Pubs across the country are keeping fingers and toes crossed for good weather when restrictions lift in a couple of weeks.
On April 12, hospitality venues in England will reopen and will be allowed to serve people outdoor with no curfew or substantial meals required with drinks as was required last year.
In Scotland, pubs and restaurants are earmarked to reopen on April 26 for outdoor dining and drinking, but they will have to close at 10pm.
Wales and Northern Ireland have not yet decided when their hospitality venues can reopen their doors.
“We are booking spaces that are covered, so that means that anyone who has booked, whatever the weather, will be covered. Then the other space is for other people who come on the day.”
Watson said that pubs in more residential areas and coastal locations, such as Brighton and Norwich, are nearly or fully booked up, but cities like Cambridge, which tend to rely on tourists and students, are not getting the same amount of bookings.

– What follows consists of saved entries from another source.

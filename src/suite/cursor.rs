//! Bounds-checked cursor over the lines of a suite file

/// A peekable cursor over lines that keep their `\n` terminator.
///
/// End of input is reported as `None`, so callers can tell "block ended" apart
/// from "file ended" without relying on a panicking iterator.
#[derive(Debug, Clone)]
pub struct LineCursor<'a> {
    lines: Vec<&'a str>,
    pos: usize,
}

impl<'a> LineCursor<'a> {
    /// Split `source` into lines. The source is expected to use `\n` terminators.
    pub fn new(source: &'a str) -> Self {
        Self {
            lines: source.split_inclusive('\n').collect(),
            pos: 0,
        }
    }

    /// The next line without consuming it.
    pub fn peek(&self) -> Option<&'a str> {
        self.lines.get(self.pos).copied()
    }

    /// Consume and return the next line.
    pub fn next_line(&mut self) -> Option<&'a str> {
        let line = self.peek()?;
        self.pos += 1;
        Some(line)
    }

    /// 1-based number of the line most recently returned by [`next_line`](Self::next_line).
    ///
    /// Zero before anything was consumed.
    pub fn line_number(&self) -> usize {
        self.pos
    }

    pub fn is_at_end(&self) -> bool {
        self.pos >= self.lines.len()
    }

    pub fn total_lines(&self) -> usize {
        self.lines.len()
    }
}
//! Property-based tests for suite parsing and output comparison
//!
//! These tests use proptest to verify invariants across many randomly
//! generated inputs, catching edge cases that hand-written tests might miss.

use std::collections::BTreeMap;
use std::path::Path;

use plane_tester::compare::{Verdict, compare};
use plane_tester::suite::dedent::dedent;
use plane_tester::suite::{TestCase, parse_suite};
use proptest::prelude::*;

// =============================================================================
// Strategies
// =============================================================================

/// A content line (with terminator) that can never be mistaken for block syntax.
fn content_line() -> impl Strategy<Value = String> {
    prop_oneof![
        Just("\n".to_string()),
        "[a-z0-9(){}=+ ]{1,20}".prop_map(|s| format!("x{s}\n")),
        "[a-z]{1,8}".prop_map(|s| format!("\tx{s}\n")),
    ]
}

fn block() -> impl Strategy<Value = String> {
    prop::collection::vec(content_line(), 0..6).prop_map(|lines| lines.concat())
}

fn case_strategy() -> impl Strategy<Value = TestCase> {
    (
        "[a-z][a-z0-9_]{0,12}",
        block(),
        prop::collection::btree_map("[a-z]{1,6}\\.src", block(), 0..3),
        block(),
    )
        .prop_map(|(name, code, files, expected_output)| TestCase {
            name,
            code,
            files,
            expected_output,
            annotations: Default::default(),
            line: 1,
        })
}

// =============================================================================
// Dedent Properties
// =============================================================================

proptest! {
    /// Property: one tab or four spaces are removed, nothing more
    #[test]
    fn dedent_strips_exactly_one_prefix(body in "[a-z \t]{0,20}") {
        let tabbed = format!("\t{body}\n");
        let spaced = format!("    {body}\n");
        let expected = format!("{body}\n");
        prop_assert_eq!(dedent(&tabbed), Ok(expected.as_str()));
        prop_assert_eq!(dedent(&spaced), Ok(expected.as_str()));
    }

    /// Property: lines starting with a visible character are never accepted
    #[test]
    fn dedent_rejects_unindented_text(body in "[a-z][a-z ]{0,20}") {
        let input = format!("{body}\n");
        prop_assert!(dedent(&input).is_err());
    }
}

// =============================================================================
// Parser Properties
// =============================================================================

proptest! {
    /// Property: rendering a case and parsing it back yields the same case
    #[test]
    fn render_then_parse_preserves_case(case in case_strategy()) {
        let rendered = case.render();
        let suite = parse_suite(&rendered, Path::new("prop.test")).unwrap();
        prop_assert_eq!(suite.cases.len(), 1);
        prop_assert_eq!(&suite.cases[0], &case);
    }

    /// Property: file block contents survive exactly, including trailing blank lines
    #[test]
    fn file_blocks_keep_content(content in block()) {
        let case = TestCase {
            name: "files".to_string(),
            code: String::new(),
            files: BTreeMap::from([("data.src".to_string(), content.clone())]),
            expected_output: String::new(),
            annotations: Default::default(),
            line: 1,
        };
        let suite = parse_suite(&case.render(), Path::new("prop.test")).unwrap();
        prop_assert_eq!(suite.cases[0].files.get("data.src"), Some(&content));
    }

    /// Property: parsing never panics, whatever the input
    #[test]
    fn parser_never_panics(source in "(test|skip|repeat|expect|end|file|\t|    |[a-z ]|\n){0,60}") {
        let _ = parse_suite(&source, Path::new("prop.test"));
    }

    /// Property: parsing the same text twice gives the same result
    #[test]
    fn parsing_is_deterministic(cases in prop::collection::vec(case_strategy(), 1..4)) {
        let mut source = String::new();
        for (i, case) in cases.iter().enumerate() {
            let mut case = case.clone();
            case.name = format!("{}_{i}", case.name);
            source.push_str(&case.render());
        }
        let first = parse_suite(&source, Path::new("prop.test")).unwrap();
        let second = parse_suite(&source, Path::new("prop.test")).unwrap();
        prop_assert_eq!(first, second);
    }
}

// =============================================================================
// Comparison Properties
// =============================================================================

proptest! {
    /// Property: identical output always passes
    #[test]
    fn identical_output_passes(text in "[a-z \n]{0,40}") {
        prop_assert!(compare(&text, &text).is_pass());
    }

    /// Property: any difference fails and is marked in the diff
    #[test]
    fn different_output_fails(a in "[a-z\n]{0,20}", b in "[a-z\n]{0,20}") {
        prop_assume!(a != b);
        match compare(&a, &b) {
            Verdict::Fail(mismatch) => prop_assert!(mismatch.first_difference().is_some()),
            Verdict::Pass => prop_assert!(false, "{:?} and {:?} compared equal", a, b),
        }
    }
}
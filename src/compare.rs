//! Output comparison
//!
//! Pass/fail is exact string equality: the parser already removed the
//! indentation, and leading or trailing whitespace inside a line is
//! significant. On failure, lines are paired by index to build a diff table.

use std::fmt;

/// Placeholder for the side that ran out of lines.
pub const NO_MORE_LINES: &str = "<no more lines>";

#[derive(Debug, Clone, PartialEq, Eq)]
pub enum Verdict {
    Pass,
    Fail(Mismatch),
}

impl Verdict {
    pub fn is_pass(&self) -> bool {
        matches!(self, Verdict::Pass)
    }
}

/// One row of the diff table.
#[derive(Debug, Clone, PartialEq, Eq)]
pub struct DiffLine {
    /// 0-based line index
    pub index: usize,
    pub expected: Option<String>,
    pub actual: Option<String>,
}

impl DiffLine {
    pub fn differs(&self) -> bool {
        self.expected != self.actual
    }
}

/// Line-aligned comparison of a failed test's output.
#[derive(Debug, Clone, PartialEq, Eq)]
pub struct Mismatch {
    pub lines: Vec<DiffLine>,
}

/// Compare the program's output against the expected output.
pub fn compare(actual: &str, expected: &str) -> Verdict {
    if actual == expected {
        return Verdict::Pass;
    }

    // Terminators stay attached so a missing final newline shows up as a difference.
    let expected_lines: Vec<&str> = expected.split_inclusive('\n').collect();
    let actual_lines: Vec<&str> = actual.split_inclusive('\n').collect();
    let rows = expected_lines.len().max(actual_lines.len());

    let lines = (0..rows)
        .map(|index| DiffLine {
            index,
            expected: expected_lines.get(index).map(|s| s.to_string()),
            actual: actual_lines.get(index).map(|s| s.to_string()),
        })
        .collect();

    Verdict::Fail(Mismatch { lines })
}

fn cell(line: &Option<String>) -> String {
    match line {
        None => NO_MORE_LINES.to_string(),
        Some(text) => match text.strip_suffix('\n') {
            Some(content) => content.to_string(),
            None => format!("{} (no newline)", text),
        },
    }
}

impl Mismatch {
    /// The first row whose sides differ.
    pub fn first_difference(&self) -> Option<&DiffLine> {
        self.lines.iter().find(|l| l.differs())
    }

    pub fn differing_lines(&self) -> usize {
        self.lines.iter().filter(|l| l.differs()).count()
    }

    /// Render the diff table. Differing rows are marked with `>`.
    pub fn render(&self) -> String {
        let cells: Vec<(bool, usize, String, String)> = self
            .lines
            .iter()
            .map(|l| (l.differs(), l.index + 1, cell(&l.expected), cell(&l.actual)))
            .collect();

        let width = cells
            .iter()
            .map(|(_, _, expected, _)| expected.chars().count())
            .chain(std::iter::once("expected".len()))
            .max()
            .unwrap_or(0);

        let mut out = format!("  {:>4} | {:<width$} | actual\n", "line", "expected");
        for (differs, number, expected, actual) in cells {
            let marker = if differs { '>' } else { ' ' };
            out.push_str(&format!("{marker} {number:>4} | {expected:<width$} | {actual}\n"));
        }
        out
    }
}

impl fmt::Display for Mismatch {
    fn fmt(&self, f: &mut fmt::Formatter<'_>) -> fmt::Result {
        f.write_str(&self.render())
    }
}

“These plans assume we will have normal April weather – needless to say we have all fingers crossed for a spell of fine weather, in which case we’d look to reopen even more of our businesses, something we’d love to do,” a spokesperson told Proactive.
In England, the FTSE 250 group will restart operations at 400 venues in England with outdoor space, although it’s not taking bookings.
It is also planning to invest £145mln expanding and upgrading its pub estate through a strategy it said will create 2,000 new jobs.
The pipeline consists of 75 projects, 18 of which are new pubs while 57 are “significant extensions and upgrades” to its current chain of 871 locations.
Competitor Fuller, Smith & Turner PLC (LON:FSTA) is taking a phased approach to reopening, with 82 sites to open initially with the remainder of its managed pubs and hotels to be largely trading by May 17. It said around 70% of its tenanted inns are expected to open on April 12.
Fullers has issued a cash call for £53.6mln through a share placing to bolster its balance sheet to catch the pent-up demand.
It wants to ensure it is “as well-positioned as possible to reopen strongly once trading restrictions are lifted”, adding that the funds will also be used to help it return to pre-pandemic debt levels and increase its resilience in case of any delays or changes to the UK’s lockdown easing roadmap.
The bigger picture
Economists at Capital Economics expect that household consumption will go from being the weakest sector of the economy to the strongest, as spending in pubs, restaurants and hotels surges.
In terms of infections, analysts at Liberum reckon the UK is on track to reopen on the dates set by the government’s roadmap even though some people have been worried by rising cases in Europe that could prompt a new wave in the UK.
This is because the percentage of COVID-19 cases “is still declining at a rather nice rate despite the opening of schools” but the actual number won’t go down much because we are testing much more.
“Whilst we’re not sure about nightclubs in June, beer gardens in a couple of weeks and cinemas in May seem very much on the cards,” the broker commented.